TFDS Integration Quick Reference¤
| Metadata | Value |
|---|---|
| Level | Beginner |
| Runtime | ~5 min |
| Prerequisites | Basic Python, NumPy fundamentals |
| Format | Python + Jupyter |
Overview¤
This quick reference demonstrates loading datasets from TensorFlow Datasets (TFDS) using Datarax's TFDSEagerSource. You'll load MNIST, apply transformations, and iterate through batched data using the standard Datarax pipeline API.
What You'll Learn¤
- Configure and create a
TFDSEagerSourcewith proper configuration - Apply transformations to TFDS data using operators
- Build a batched pipeline with preprocessing
- Iterate through transformed data efficiently
- Integrate TFDS datasets into JAX workflows
Coming from PyTorch?¤
If you're familiar with PyTorch's torchvision datasets, here's how Datarax + TFDS compares:
| PyTorch | Datarax |
|---|---|
torchvision.datasets.MNIST(train=True) |
TFDSEagerSource(TFDSEagerConfig(name="mnist", split="train")) |
DataLoader(dataset, shuffle=True) |
TFDSEagerSource with shuffle=True in config |
transforms.ToTensor() |
JAX arrays by default (no conversion needed) |
transforms.Normalize(mean, std) |
Custom operator with JAX operations |
Key difference: TFDS provides automatic downloads and caching, while Datarax handles JAX array conversion.
Coming from TensorFlow?¤
| TensorFlow tf.data | Datarax |
|---|---|
tfds.load('mnist', split='train') |
TFDSEagerSource(TFDSEagerConfig(name='mnist', split='train')) |
dataset.map(normalize).batch(32) |
Pipeline(source=source, stages=[normalizer], batch_size=32, rngs=nnx.Rngs(0)) |
dataset.shuffle(buffer_size=1000) |
shuffle=True in config |
| TensorFlow tensors | JAX arrays |
Key difference: Datarax uses JAX instead of TensorFlow for computation.
Files¤
- Python Script:
examples/integration/tfds/01_tfds_quickref.py - Jupyter Notebook:
examples/integration/tfds/01_tfds_quickref.ipynb
Quick Start¤
# Run the Python script
python examples/integration/tfds/01_tfds_quickref.py
# Or launch the Jupyter notebook
jupyter lab examples/integration/tfds/01_tfds_quickref.ipynb
Setup¤
GPU Memory Configuration¤
IMPORTANT: Configure TensorFlow to not use GPU (JAX handles GPU computation).

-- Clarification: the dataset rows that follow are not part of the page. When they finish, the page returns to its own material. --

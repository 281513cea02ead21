//! Tenant and group management plus read-only accessors

use crate::core::stats::CacheStatistics;
use crate::core::types::ObjectCache;

impl ObjectCache {
    /// Mark `groups` as shared by every tenant
    pub fn add_global_groups<I, S>(&self, groups: I)
    where
        I: IntoIterator<Item = S>,
        S: Into<String>,
    {
        self.inner.namespacer.add_global_groups(groups);
    }

    /// Entries are always persistent here; such groups are treated as global.
    pub fn add_non_persistent_groups<I, S>(&self, groups: I)
    where
        I: IntoIterator<Item = S>,
        S: Into<String>,
    {
        self.add_global_groups(groups);
    }

    /// Change the tenant used for keys in non-global groups.
    ///
    /// Ignored (pinned to tenant 1) when multisite is off.
    pub fn switch_tenant(&self, tenant: u64) {
        let effective = self.inner.namespacer.switch_tenant(tenant);
        tracing::debug!(requested = tenant, effective, "switched cache tenant");
    }

    /// Prefix currently applied to non-global groups
    pub fn tenant_prefix(&self) -> u64 {
        self.inner.namespacer.current_tenant()
    }

    pub fn global_groups(&self) -> Vec<String> {
        self.inner.namespacer.global_groups()
    }

    pub fn is_multisite(&self) -> bool {
        self.inner.namespacer.is_multisite()
    }

    pub fn accelerator_enabled(&self) -> bool {
        self.inner
            .store
            .as_ref()
            .map(|store| store.has_accelerator())
            .unwrap_or(false)
    }

    /// True when the storage directory could not be initialized
    pub fn is_degraded(&self) -> bool {
        self.inner.store.is_none()
    }

    pub fn cache_hits(&self) -> u64 {
        self.inner.stats.hits()
    }

    pub fn cache_misses(&self) -> u64 {
        self.inner.stats.misses()
    }

    pub fn statistics(&self) -> CacheStatistics {
        self.inner.stats.snapshot()
    }

    /// The fully-qualified key `key` in `group` maps to right now
    pub fn build_key(&self, key: &str, group: &str) -> String {
        self.inner.namespacer.build_key(key, group).to_string()
    }

    /// Path of the backing file for `key` in `group`, if storage is available
    pub fn entry_path(&self, key: &str, group: &str) -> Option<std::path::PathBuf> {
        let fq = self.inner.namespacer.build_key(key, group);
        self.inner.store.as_ref().map(|store| store.entry_path(&fq))
    }
}
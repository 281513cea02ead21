//! The cache engine
//!
//! `ObjectCache` ties together the key namespacer, the entry store and the
//! hit/miss counters. Operations live in `operations/`, one file per
//! concern, all implemented directly on `ObjectCache`.

mod builder;
mod operations;
mod stats;
mod types;

pub use builder::ObjectCacheBuilder;
pub use operations::DEFAULT_EXTENSION_SECS;
pub use stats::{CacheStatistics, StatsCounter};
pub use types::{Lookup, ObjectCache};

#[cfg(test)]
mod tests;
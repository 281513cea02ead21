//! Error conversion utilities

use super::types::{CacheError, RecoveryHint, SerializationOp};
use std::path::PathBuf;
use std::time::Duration;

impl From<std::io::Error> for CacheError {
    fn from(error: std::io::Error) -> Self {
        use std::io::ErrorKind;

        let recovery_hint = match error.kind() {
            ErrorKind::PermissionDenied => RecoveryHint::CheckPermissions {
                path: PathBuf::from("."),
            },
            ErrorKind::WouldBlock | ErrorKind::TimedOut | ErrorKind::Interrupted => {
                RecoveryHint::Retry {
                    after: Duration::from_millis(10),
                }
            }
            _ => RecoveryHint::CheckDiskSpace,
        };

        Self::Io {
            path: PathBuf::from("."),
            operation: "unknown",
            source: error,
            recovery_hint,
        }
    }
}

impl From<bincode::Error> for CacheError {
    fn from(error: bincode::Error) -> Self {
        Self::Serialization {
            key: String::new(),
            operation: SerializationOp::Decode,
            source: error,
            recovery_hint: RecoveryHint::ClearAndRetry,
        }
    }
}

impl From<serde_json::Error> for CacheError {
    fn from(error: serde_json::Error) -> Self {
        Self::Serialization {
            key: String::new(),
            operation: SerializationOp::Decode,
            source: Box::new(error),
            recovery_hint: RecoveryHint::Manual {
                instructions: "Check that the requested type matches the stored value".to_string(),
            },
        }
    }
}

# GPU Memory Configuration
# This MUST be set BEFORE importing tensorflow
import os
os.environ["CUDA_VISIBLE_DEVICES_FOR_TF"] = "" # TF-specific GPU disable
os.environ["TF_CPP_MIN_LOG_LEVEL"] = "3" # Suppress all TF logs
# Force TF to CPU-only mode BEFORE importing JAX
import tensorflow as tf
tf.config.set_visible_devices([], "GPU")
# Now import JAX which will handle GPU
import jax.numpy as jnp
from flax import nnx
# Import Datarax TFDS source
try:
from datarax.sources import TFDSEagerConfig, TFDSEagerSource
except ImportError as e:
raise ImportError(
"This example requires TensorFlow Datasets. Install with: uv pip install datarax[tfds]"
) from e
from datarax.pipeline import Pipeline
from datarax.pipeline import Pipeline
from datarax.operators import ElementOperator, ElementOperatorConfig
Terminal Output:
Step 1: Create TFDS Data Source¤
TFDSEagerSource wraps TensorFlow Datasets for use in Datarax pipelines.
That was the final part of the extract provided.